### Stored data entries
------------------------
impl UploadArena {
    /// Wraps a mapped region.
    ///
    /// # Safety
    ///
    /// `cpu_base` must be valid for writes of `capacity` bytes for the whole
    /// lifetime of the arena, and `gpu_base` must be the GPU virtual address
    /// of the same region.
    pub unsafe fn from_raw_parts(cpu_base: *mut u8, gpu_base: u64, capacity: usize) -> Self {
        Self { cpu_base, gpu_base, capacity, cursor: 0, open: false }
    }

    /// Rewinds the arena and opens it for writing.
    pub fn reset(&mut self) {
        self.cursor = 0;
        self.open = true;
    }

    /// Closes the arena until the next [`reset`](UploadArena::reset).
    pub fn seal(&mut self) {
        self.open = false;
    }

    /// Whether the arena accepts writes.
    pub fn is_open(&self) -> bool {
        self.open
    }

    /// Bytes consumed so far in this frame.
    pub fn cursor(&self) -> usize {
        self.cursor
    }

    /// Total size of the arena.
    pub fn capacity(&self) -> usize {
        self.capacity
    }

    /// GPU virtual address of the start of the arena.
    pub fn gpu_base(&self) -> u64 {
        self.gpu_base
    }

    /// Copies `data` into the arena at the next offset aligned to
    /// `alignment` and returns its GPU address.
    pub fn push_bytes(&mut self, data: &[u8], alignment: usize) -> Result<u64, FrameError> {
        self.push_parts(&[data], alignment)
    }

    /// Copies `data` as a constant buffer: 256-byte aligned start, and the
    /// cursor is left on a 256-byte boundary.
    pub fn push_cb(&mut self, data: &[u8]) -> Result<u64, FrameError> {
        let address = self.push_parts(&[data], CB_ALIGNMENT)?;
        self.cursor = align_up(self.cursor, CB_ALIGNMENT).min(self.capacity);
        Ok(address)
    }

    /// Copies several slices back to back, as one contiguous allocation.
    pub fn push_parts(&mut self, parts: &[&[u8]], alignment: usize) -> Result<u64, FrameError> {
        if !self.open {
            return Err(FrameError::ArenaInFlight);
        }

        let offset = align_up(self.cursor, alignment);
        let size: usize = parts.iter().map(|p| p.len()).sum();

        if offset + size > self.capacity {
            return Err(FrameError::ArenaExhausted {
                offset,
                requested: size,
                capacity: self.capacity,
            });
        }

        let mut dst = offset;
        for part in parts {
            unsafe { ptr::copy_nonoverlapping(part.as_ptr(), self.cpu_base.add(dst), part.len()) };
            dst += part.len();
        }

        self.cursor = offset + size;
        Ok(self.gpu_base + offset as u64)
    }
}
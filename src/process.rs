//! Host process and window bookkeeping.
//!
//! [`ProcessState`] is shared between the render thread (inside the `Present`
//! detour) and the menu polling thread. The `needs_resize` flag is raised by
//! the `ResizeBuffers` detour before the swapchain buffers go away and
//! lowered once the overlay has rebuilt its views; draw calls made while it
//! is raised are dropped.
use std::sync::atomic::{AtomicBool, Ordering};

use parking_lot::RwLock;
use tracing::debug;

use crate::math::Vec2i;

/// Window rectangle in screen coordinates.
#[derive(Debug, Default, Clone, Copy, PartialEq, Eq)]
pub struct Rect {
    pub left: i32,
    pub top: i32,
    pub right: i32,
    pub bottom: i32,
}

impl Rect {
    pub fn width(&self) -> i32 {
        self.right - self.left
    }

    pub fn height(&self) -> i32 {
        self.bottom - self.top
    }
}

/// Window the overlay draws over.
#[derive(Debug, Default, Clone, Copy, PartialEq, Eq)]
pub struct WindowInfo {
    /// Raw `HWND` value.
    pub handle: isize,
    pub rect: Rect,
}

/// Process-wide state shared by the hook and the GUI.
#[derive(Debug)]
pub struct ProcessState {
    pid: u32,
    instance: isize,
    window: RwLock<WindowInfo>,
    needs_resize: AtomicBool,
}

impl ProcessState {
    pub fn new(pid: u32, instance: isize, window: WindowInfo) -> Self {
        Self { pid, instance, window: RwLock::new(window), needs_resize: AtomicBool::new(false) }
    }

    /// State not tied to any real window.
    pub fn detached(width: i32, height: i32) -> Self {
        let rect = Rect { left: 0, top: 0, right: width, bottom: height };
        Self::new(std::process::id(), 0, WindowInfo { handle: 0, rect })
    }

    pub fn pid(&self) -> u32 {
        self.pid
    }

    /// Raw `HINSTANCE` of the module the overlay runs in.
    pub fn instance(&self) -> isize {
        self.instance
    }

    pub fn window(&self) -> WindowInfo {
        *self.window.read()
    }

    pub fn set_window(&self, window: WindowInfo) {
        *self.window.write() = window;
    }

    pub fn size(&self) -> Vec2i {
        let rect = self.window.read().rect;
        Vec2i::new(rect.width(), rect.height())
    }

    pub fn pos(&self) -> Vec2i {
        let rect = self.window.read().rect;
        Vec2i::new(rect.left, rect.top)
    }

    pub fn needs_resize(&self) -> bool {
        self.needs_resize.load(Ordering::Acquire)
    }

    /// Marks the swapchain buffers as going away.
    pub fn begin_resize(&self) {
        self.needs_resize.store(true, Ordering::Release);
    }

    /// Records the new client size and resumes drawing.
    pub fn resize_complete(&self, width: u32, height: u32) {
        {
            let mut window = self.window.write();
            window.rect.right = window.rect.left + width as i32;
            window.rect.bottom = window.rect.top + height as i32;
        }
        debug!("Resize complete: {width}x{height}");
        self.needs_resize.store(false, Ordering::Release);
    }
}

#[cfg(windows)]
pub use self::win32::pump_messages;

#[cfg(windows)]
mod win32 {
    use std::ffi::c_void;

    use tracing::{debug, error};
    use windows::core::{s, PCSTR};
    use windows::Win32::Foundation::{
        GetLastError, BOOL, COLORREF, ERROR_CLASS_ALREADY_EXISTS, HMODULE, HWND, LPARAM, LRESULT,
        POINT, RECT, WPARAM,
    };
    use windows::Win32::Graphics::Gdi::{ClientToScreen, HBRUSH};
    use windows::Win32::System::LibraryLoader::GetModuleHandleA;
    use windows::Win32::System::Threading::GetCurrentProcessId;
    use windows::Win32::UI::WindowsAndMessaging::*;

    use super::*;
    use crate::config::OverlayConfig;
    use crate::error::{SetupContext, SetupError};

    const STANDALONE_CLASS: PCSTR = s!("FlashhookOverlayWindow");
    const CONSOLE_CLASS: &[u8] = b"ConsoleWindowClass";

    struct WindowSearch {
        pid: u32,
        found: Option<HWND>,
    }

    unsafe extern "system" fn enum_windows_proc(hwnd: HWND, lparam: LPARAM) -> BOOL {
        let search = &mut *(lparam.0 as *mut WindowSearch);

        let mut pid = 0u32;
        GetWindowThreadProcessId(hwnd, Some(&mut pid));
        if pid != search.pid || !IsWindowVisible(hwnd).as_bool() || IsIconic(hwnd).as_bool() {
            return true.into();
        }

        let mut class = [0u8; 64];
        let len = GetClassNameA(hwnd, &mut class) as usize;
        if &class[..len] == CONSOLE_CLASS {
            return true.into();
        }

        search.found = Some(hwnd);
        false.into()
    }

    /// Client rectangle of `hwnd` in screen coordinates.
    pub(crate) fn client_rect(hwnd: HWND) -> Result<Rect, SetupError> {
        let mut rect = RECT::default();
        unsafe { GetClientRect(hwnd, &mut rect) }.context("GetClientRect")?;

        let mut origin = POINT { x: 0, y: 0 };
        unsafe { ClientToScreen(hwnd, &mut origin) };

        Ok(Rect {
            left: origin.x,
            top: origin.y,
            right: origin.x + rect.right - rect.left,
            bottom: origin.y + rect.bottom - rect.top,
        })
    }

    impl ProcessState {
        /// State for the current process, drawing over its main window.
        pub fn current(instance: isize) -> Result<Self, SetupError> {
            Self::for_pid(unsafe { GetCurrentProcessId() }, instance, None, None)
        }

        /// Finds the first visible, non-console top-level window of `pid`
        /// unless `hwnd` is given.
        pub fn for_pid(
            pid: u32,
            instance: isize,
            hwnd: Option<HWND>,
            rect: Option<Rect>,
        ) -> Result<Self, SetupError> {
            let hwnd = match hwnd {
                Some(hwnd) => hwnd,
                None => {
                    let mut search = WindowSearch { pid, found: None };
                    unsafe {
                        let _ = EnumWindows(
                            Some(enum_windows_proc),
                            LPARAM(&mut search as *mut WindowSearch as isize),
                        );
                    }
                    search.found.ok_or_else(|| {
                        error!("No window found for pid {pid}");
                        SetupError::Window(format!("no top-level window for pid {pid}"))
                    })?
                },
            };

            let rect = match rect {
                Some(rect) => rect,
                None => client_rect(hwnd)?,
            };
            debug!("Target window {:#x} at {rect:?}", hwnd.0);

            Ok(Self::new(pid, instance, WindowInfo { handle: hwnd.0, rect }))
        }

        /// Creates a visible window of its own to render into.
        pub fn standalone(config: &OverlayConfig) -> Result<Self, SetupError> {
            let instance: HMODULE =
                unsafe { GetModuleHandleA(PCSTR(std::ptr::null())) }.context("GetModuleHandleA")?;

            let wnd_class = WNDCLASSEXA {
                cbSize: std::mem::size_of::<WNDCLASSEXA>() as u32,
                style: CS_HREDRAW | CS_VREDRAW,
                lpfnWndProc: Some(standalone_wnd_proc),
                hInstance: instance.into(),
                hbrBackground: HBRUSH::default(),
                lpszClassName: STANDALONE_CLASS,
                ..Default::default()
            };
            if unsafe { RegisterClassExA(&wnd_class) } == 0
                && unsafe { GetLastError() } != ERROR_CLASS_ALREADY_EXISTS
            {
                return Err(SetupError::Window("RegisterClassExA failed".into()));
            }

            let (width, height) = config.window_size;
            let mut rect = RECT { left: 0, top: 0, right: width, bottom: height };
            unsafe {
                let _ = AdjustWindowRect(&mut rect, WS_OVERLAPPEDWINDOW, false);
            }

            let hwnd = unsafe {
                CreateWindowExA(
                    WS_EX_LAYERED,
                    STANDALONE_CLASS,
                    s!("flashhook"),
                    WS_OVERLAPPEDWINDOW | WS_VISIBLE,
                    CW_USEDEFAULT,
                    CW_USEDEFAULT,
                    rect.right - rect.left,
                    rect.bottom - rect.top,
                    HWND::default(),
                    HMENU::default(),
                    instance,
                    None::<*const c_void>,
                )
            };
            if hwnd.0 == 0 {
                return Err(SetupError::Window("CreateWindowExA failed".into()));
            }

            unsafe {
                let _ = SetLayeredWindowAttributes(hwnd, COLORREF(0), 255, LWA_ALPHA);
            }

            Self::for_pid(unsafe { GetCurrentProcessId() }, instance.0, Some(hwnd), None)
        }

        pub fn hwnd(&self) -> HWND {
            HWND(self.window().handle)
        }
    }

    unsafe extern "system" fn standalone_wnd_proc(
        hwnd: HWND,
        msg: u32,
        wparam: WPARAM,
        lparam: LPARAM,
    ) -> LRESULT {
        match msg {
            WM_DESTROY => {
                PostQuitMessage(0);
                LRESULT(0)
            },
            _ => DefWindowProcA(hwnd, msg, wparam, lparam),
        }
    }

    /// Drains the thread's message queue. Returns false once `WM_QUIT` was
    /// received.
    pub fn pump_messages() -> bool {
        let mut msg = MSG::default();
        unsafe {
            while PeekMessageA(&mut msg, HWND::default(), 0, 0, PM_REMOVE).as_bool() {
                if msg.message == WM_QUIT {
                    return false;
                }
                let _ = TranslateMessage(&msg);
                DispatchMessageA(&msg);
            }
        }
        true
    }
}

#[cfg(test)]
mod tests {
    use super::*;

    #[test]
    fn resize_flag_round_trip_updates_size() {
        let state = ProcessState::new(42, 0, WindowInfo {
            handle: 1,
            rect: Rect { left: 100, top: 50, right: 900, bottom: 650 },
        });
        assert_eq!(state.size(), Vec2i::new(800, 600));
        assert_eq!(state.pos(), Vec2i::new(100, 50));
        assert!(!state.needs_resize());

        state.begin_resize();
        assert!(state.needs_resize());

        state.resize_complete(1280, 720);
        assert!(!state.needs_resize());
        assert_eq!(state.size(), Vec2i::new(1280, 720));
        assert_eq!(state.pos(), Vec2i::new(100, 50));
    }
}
------------------------
### Task item
Please print exactly what appears from the first line of the data through the line with "pub unsafe fn", including both of those lines and nothing past them.

### Result of the exercise
impl UploadArena {
    /// Wraps a mapped region.
    ///
    /// # Safety
    ///
    /// `cpu_base` must be valid for writes of `capacity` bytes for the whole
    /// lifetime of the arena, and `gpu_base` must be the GPU virtual address
    /// of the same region.
    pub unsafe fn from_raw_parts(cpu_base: *mut u8, gpu_base: u64, capacity: usize) -> Self {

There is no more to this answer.